Stored items from a collection
╔══

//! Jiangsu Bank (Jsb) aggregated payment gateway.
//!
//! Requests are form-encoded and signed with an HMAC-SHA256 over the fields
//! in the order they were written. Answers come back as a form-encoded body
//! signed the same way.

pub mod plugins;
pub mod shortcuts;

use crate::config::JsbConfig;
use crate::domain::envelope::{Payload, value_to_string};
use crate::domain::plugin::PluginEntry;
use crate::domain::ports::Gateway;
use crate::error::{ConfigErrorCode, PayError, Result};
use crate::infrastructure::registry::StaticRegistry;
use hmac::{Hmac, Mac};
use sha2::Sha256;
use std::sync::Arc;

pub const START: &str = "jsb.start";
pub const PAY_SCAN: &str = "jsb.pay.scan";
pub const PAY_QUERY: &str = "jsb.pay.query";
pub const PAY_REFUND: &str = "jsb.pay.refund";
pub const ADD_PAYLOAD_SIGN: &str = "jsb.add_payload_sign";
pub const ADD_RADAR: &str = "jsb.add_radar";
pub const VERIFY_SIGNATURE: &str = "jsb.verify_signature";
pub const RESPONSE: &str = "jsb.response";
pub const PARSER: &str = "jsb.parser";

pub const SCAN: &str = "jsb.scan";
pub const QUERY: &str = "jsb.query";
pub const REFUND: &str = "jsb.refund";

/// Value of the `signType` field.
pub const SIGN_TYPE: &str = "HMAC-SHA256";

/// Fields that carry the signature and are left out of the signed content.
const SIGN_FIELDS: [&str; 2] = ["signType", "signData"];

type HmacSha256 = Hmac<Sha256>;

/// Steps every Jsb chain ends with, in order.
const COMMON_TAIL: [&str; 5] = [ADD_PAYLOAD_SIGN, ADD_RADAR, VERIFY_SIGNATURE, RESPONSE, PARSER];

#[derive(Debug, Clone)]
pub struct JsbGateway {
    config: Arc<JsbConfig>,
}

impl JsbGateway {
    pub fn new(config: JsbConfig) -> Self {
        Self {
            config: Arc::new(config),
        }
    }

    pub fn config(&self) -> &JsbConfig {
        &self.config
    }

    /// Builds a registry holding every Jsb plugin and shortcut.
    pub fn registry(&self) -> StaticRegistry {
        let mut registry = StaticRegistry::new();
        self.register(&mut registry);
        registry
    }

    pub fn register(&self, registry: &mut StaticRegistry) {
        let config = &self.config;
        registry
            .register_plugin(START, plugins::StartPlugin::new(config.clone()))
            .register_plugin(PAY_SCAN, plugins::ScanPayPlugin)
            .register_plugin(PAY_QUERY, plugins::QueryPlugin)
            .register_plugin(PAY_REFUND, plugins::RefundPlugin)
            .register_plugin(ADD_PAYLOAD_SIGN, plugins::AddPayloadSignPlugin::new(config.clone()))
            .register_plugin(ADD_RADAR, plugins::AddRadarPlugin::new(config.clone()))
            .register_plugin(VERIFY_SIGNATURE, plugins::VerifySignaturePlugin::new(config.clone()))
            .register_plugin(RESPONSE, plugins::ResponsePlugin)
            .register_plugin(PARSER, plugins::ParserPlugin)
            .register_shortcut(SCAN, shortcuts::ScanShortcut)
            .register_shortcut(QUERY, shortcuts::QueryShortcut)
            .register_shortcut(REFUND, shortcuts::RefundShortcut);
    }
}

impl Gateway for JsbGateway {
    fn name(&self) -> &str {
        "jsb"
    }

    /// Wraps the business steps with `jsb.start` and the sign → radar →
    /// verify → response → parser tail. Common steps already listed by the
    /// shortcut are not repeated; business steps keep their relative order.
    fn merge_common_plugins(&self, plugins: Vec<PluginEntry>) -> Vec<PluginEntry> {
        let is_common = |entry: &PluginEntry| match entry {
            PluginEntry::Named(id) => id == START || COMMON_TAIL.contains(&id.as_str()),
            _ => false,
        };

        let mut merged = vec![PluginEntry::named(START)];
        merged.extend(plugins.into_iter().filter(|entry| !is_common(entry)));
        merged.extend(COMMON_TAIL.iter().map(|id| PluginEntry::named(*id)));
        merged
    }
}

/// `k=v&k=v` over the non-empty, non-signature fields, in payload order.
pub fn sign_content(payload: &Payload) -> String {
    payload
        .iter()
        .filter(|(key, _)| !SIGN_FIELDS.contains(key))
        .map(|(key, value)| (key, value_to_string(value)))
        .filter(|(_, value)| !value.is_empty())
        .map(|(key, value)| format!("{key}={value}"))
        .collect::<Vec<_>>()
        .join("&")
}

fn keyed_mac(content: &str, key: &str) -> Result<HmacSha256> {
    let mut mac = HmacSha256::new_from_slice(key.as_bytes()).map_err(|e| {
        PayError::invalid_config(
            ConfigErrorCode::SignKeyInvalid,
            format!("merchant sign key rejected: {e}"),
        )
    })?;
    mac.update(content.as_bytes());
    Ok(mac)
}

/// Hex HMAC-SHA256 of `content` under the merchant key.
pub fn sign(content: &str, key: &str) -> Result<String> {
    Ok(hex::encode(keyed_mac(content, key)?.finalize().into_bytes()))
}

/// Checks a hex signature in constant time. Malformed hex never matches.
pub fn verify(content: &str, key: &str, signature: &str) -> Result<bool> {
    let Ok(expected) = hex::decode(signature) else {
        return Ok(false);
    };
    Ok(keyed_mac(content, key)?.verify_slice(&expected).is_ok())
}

╚══

== ACTIVITY ==
The answer must consist of every line from the entries above that contains the string "with".

== SOLUTION ==
//! Requests are form-encoded and signed with an HMAC-SHA256 over the fields
/// Steps every Jsb chain ends with, in order.
    /// Wraps the business steps with `jsb.start` and the sign → radar →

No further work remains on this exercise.